- DATA FOR ANALYSIS
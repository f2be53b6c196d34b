//! PostgreSQL adapters - Database implementations for the read-side ports.
//!
//! - `PostgresAppointmentReader` - Recent-rows query over the appointments table
//! - `connect_pool` / `run_migrations` - Pool setup used by the dashboard binary

mod appointment_reader;

pub use appointment_reader::PostgresAppointmentReader;

use sqlx::postgres::PgPoolOptions;
use sqlx::PgPool;

use crate::config::DatabaseConfig;

/// Builds the connection pool without connecting.
///
/// Connections are opened on first use, so an unreachable database shows up
/// as a query failure on the dashboard instead of aborting startup.
pub fn connect_pool(config: &DatabaseConfig) -> Result<PgPool, sqlx::Error> {
    let pool = PgPoolOptions::new()
        .min_connections(config.min_connections)
        .max_connections(config.max_connections)
        .acquire_timeout(config.acquire_timeout())
        .idle_timeout(config.idle_timeout())
        .max_lifetime(config.max_lifetime())
        .connect_lazy(&config.url)?;

    tracing::info!(
        min_connections = config.min_connections,
        max_connections = config.max_connections,
        "Database pool configured"
    );
    Ok(pool)
}

/// Creates the appointments table if it does not exist yet.
pub async fn run_migrations(pool: &PgPool) -> Result<(), sqlx::migrate::MigrateError> {
    sqlx::migrate!("./migrations").run(pool).await
}
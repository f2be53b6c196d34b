//! Operator-facing dashboard controls and their bounds.

use serde::{Deserialize, Serialize};
use std::fmt;
use std::str::FromStr;
use std::time::Duration;

use crate::domain::appointment::AppointmentStatus;
use crate::domain::foundation::ValidationError;

const ALL_LABEL: &str = "All";

/// Which statuses the dashboard shows.
#[derive(Debug, Clone, Copy, PartialEq, Eq, Hash, Default, Serialize, Deserialize)]
#[serde(into = "String", try_from = "String")]
pub enum StatusFilter {
    #[default]
    All,
    Only(AppointmentStatus),
}

impl StatusFilter {
    /// Every selectable option: "All" followed by each status.
    pub fn options() -> Vec<StatusFilter> {
        std::iter::once(StatusFilter::All)
            .chain(AppointmentStatus::ALL.iter().copied().map(StatusFilter::Only))
            .collect()
    }

    /// The status to filter on, or `None` for no filter.
    pub fn as_status(&self) -> Option<AppointmentStatus> {
        match self {
            StatusFilter::All => None,
            StatusFilter::Only(status) => Some(*status),
        }
    }
}

impl fmt::Display for StatusFilter {
    fn fmt(&self, f: &mut fmt::Formatter<'_>) -> fmt::Result {
        match self {
            StatusFilter::All => f.write_str(ALL_LABEL),
            StatusFilter::Only(status) => write!(f, "{}", status),
        }
    }
}

impl FromStr for StatusFilter {
    type Err = ValidationError;

    fn from_str(s: &str) -> Result<Self, Self::Err> {
        if s.trim().eq_ignore_ascii_case(ALL_LABEL) {
            return Ok(StatusFilter::All);
        }
        s.parse::<AppointmentStatus>()
            .map(StatusFilter::Only)
            .map_err(|_| {
                ValidationError::invalid_format("status_filter", format!("unknown status '{}'", s))
            })
    }
}

impl From<StatusFilter> for String {
    fn from(filter: StatusFilter) -> Self {
        filter.to_string()
    }
}

impl TryFrom<String> for StatusFilter {
    type Error = ValidationError;

    fn try_from(value: String) -> Result<Self, Self::Error> {
        value.parse()
    }
}

/// Allowed ranges for the operator controls.
#[derive(Debug, Clone, Copy, PartialEq, Eq, Serialize)]
pub struct ControlBounds {
    pub row_limit_min: u32,
    pub row_limit_max: u32,
    pub row_limit_step: u32,
    pub refresh_min_secs: u64,
    pub refresh_max_secs: u64,
}

impl Default for ControlBounds {
    fn default() -> Self {
        Self {
            row_limit_min: 50,
            row_limit_max: 2_000,
            row_limit_step: 50,
            refresh_min_secs: 2,
            refresh_max_secs: 20,
        }
    }
}

impl ControlBounds {
    /// Checks that the bounds themselves are usable.
    pub fn validate(&self) -> Result<(), ValidationError> {
        if self.row_limit_min == 0 {
            return Err(ValidationError::out_of_range(
                "row_limit_min",
                1,
                i64::from(self.row_limit_max),
                0,
            ));
        }
        if self.row_limit_min > self.row_limit_max {
            return Err(ValidationError::invalid_format(
                "row_limit_min",
                "must not exceed row_limit_max",
            ));
        }
        if self.row_limit_step == 0 {
            return Err(ValidationError::invalid_format("row_limit_step", "must be positive"));
        }
        if self.refresh_min_secs == 0 {
            return Err(ValidationError::invalid_format("refresh_min_secs", "must be positive"));
        }
        if self.refresh_min_secs > self.refresh_max_secs {
            return Err(ValidationError::invalid_format(
                "refresh_min_secs",
                "must not exceed refresh_max_secs",
            ));
        }
        Ok(())
    }

    /// Checks a row limit against the range and step (counted from the minimum).
    pub fn check_row_limit(&self, row_limit: u32) -> Result<(), ValidationError> {
        if row_limit < self.row_limit_min || row_limit > self.row_limit_max {
            return Err(ValidationError::out_of_range(
                "row_limit",
                i64::from(self.row_limit_min),
                i64::from(self.row_limit_max),
                i64::from(row_limit),
            ));
        }
        if (row_limit - self.row_limit_min) % self.row_limit_step != 0 {
            return Err(ValidationError::invalid_format(
                "row_limit",
                format!("must be a multiple of {} from {}", self.row_limit_step, self.row_limit_min),
            ));
        }
        Ok(())
    }

    /// Checks a refresh interval against the range.
    pub fn check_refresh_interval(&self, secs: u64) -> Result<(), ValidationError> {
        if secs < self.refresh_min_secs || secs > self.refresh_max_secs {
            return Err(ValidationError::out_of_range(
                "refresh_interval_secs",
                self.refresh_min_secs as i64,
                self.refresh_max_secs as i64,
                secs.min(i64::MAX as u64) as i64,
            ));
        }
        Ok(())
    }
}

/// Current operator configuration, read at the start of every cycle.
#[derive(Debug, Clone, Copy, PartialEq, Eq, Serialize)]
pub struct DashboardControls {
    pub status_filter: StatusFilter,
    pub row_limit: u32,
    pub refresh_interval_secs: u64,
}

impl Default for DashboardControls {
    fn default() -> Self {
        Self {
            status_filter: StatusFilter::All,
            row_limit: 200,
            refresh_interval_secs: 5,
        }
    }
}

impl DashboardControls {
    /// Builds controls, rejecting values outside `bounds`.
    pub fn new(
        status_filter: StatusFilter,
        row_limit: u32,
        refresh_interval_secs: u64,
        bounds: &ControlBounds,
    ) -> Result<Self, ValidationError> {
        bounds.check_row_limit(row_limit)?;
        bounds.check_refresh_interval(refresh_interval_secs)?;
        Ok(Self {
            status_filter,
            row_limit,
            refresh_interval_secs,
        })
    }

    pub fn refresh_interval(&self) -> Duration {
        Duration::from_secs(self.refresh_interval_secs)
    }
}

/// Partial change to the controls; absent fields keep their value.
#[derive(Debug, Clone, Default, PartialEq, Eq, Deserialize)]
pub struct ControlsUpdate {
    #[serde(default)]
    pub status_filter: Option<StatusFilter>,
    #[serde(default)]
    pub row_limit: Option<u32>,
    #[serde(default)]
    pub refresh_interval_secs: Option<u64>,
}

impl ControlsUpdate {
    /// Applies the update on top of `current`, validating the result.
    pub fn apply(
        &self,
        current: &DashboardControls,
        bounds: &ControlBounds,
    ) -> Result<DashboardControls, ValidationError> {
        DashboardControls::new(
            self.status_filter.unwrap_or(current.status_filter),
            self.row_limit.unwrap_or(current.row_limit),
            self.refresh_interval_secs
                .unwrap_or(current.refresh_interval_secs),
            bounds,
        )
    }
}

#[cfg(test)]
mod tests {
    use super::*;

    #[test]
    fn options_list_all_then_statuses() {
        let options = StatusFilter::options();
        assert_eq!(options.len(), 5);
        assert_eq!(options[0], StatusFilter::All);
        assert_eq!(options[4], StatusFilter::Only(AppointmentStatus::NoShow));
    }

    #[test]
    fn status_filter_parses_labels() {
        assert_eq!("All".parse::<StatusFilter>().unwrap(), StatusFilter::All);
        assert_eq!("all".parse::<StatusFilter>().unwrap(), StatusFilter::All);
        assert_eq!(
            "Cancelled".parse::<StatusFilter>().unwrap(),
            StatusFilter::Only(AppointmentStatus::Cancelled)
        );
        assert!("Pending".parse::<StatusFilter>().is_err());
    }

    #[test]
    fn status_filter_serializes_as_label() {
        let json = serde_json::to_string(&StatusFilter::Only(AppointmentStatus::NoShow)).unwrap();
        assert_eq!(json, "\"No-Show\"");

        let parsed: StatusFilter = serde_json::from_str("\"All\"").unwrap();
        assert_eq!(parsed, StatusFilter::All);
        assert!(serde_json::from_str::<StatusFilter>("\"Nope\"").is_err());
    }

    #[test]
    fn as_status_maps_all_to_none() {
        assert_eq!(StatusFilter::All.as_status(), None);
        assert_eq!(
            StatusFilter::Only(AppointmentStatus::Completed).as_status(),
            Some(AppointmentStatus::Completed)
        );
    }

    #[test]
    fn defaults_are_within_default_bounds() {
        let bounds = ControlBounds::default();
        let controls = DashboardControls::default();

        assert!(bounds.validate().is_ok());
        assert!(bounds.check_row_limit(controls.row_limit).is_ok());
        assert!(bounds.check_refresh_interval(controls.refresh_interval_secs).is_ok());
        assert_eq!(controls.refresh_interval(), Duration::from_secs(5));
    }

    #[test]
    fn row_limit_bounds_and_step_are_enforced() {
        let bounds = ControlBounds::default();

        assert!(bounds.check_row_limit(50).is_ok());
        assert!(bounds.check_row_limit(2_000).is_ok());
        assert!(bounds.check_row_limit(450).is_ok());
        assert!(matches!(
            bounds.check_row_limit(25),
            Err(ValidationError::OutOfRange { .. })
        ));
        assert!(matches!(
            bounds.check_row_limit(2_050),
            Err(ValidationError::OutOfRange { .. })
        ));
        assert!(matches!(
            bounds.check_row_limit(75),
            Err(ValidationError::InvalidFormat { .. })
        ));
    }

    #[test]
    fn refresh_interval_bounds_are_enforced() {
        let bounds = ControlBounds::default();

        assert!(bounds.check_refresh_interval(2).is_ok());
        assert!(bounds.check_refresh_interval(20).is_ok());
        assert!(bounds.check_refresh_interval(1).is_err());
        assert!(bounds.check_refresh_interval(21).is_err());
    }

    #[test]
    fn invalid_bounds_are_rejected() {
        let inverted = ControlBounds {
            row_limit_min: 500,
            row_limit_max: 100,
            ..ControlBounds::default()
        };
        assert!(inverted.validate().is_err());

        let zero_step = ControlBounds {
            row_limit_step: 0,
            ..ControlBounds::default()
        };
        assert!(zero_step.validate().is_err());

        let zero_refresh = ControlBounds {
            refresh_min_secs: 0,
            ..ControlBounds::default()
        };
        assert!(zero_refresh.validate().is_err());
    }

    #[test]
    fn update_keeps_unset_fields() {
        let bounds = ControlBounds::default();
        let current = DashboardControls::default();
        let update = ControlsUpdate {
            row_limit: Some(1_000),
            ..ControlsUpdate::default()
        };

        let next = update.apply(&current, &bounds).unwrap();

        assert_eq!(next.row_limit, 1_000);
        assert_eq!(next.status_filter, current.status_filter);
        assert_eq!(next.refresh_interval_secs, current.refresh_interval_secs);
    }

    #[test]
    fn update_rejects_out_of_bounds_values() {
        let bounds = ControlBounds::default();
        let update = ControlsUpdate {
            refresh_interval_secs: Some(60),
            ..ControlsUpdate::default()
        };

        let err = update.apply(&DashboardControls::default(), &bounds).unwrap_err();
        assert_eq!(err.field(), "refresh_interval_secs");
    }

    #[test]
    fn update_deserializes_partial_json() {
        let update: ControlsUpdate =
            serde_json::from_str(r#"{"status_filter": "Completed"}"#).unwrap();

        assert_eq!(
            update.status_filter,
            Some(StatusFilter::Only(AppointmentStatus::Completed))
        );
        assert_eq!(update.row_limit, None);
    }
}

- TASK INSTRUCTIONS
Every line in the data above that contains the word "migrate" should be copied.

- SOLVED PROBLEM
pub async fn run_migrations(pool: &PgPool) -> Result<(), sqlx::migrate::MigrateError> {
    sqlx::migrate!("./migrations").run(pool).await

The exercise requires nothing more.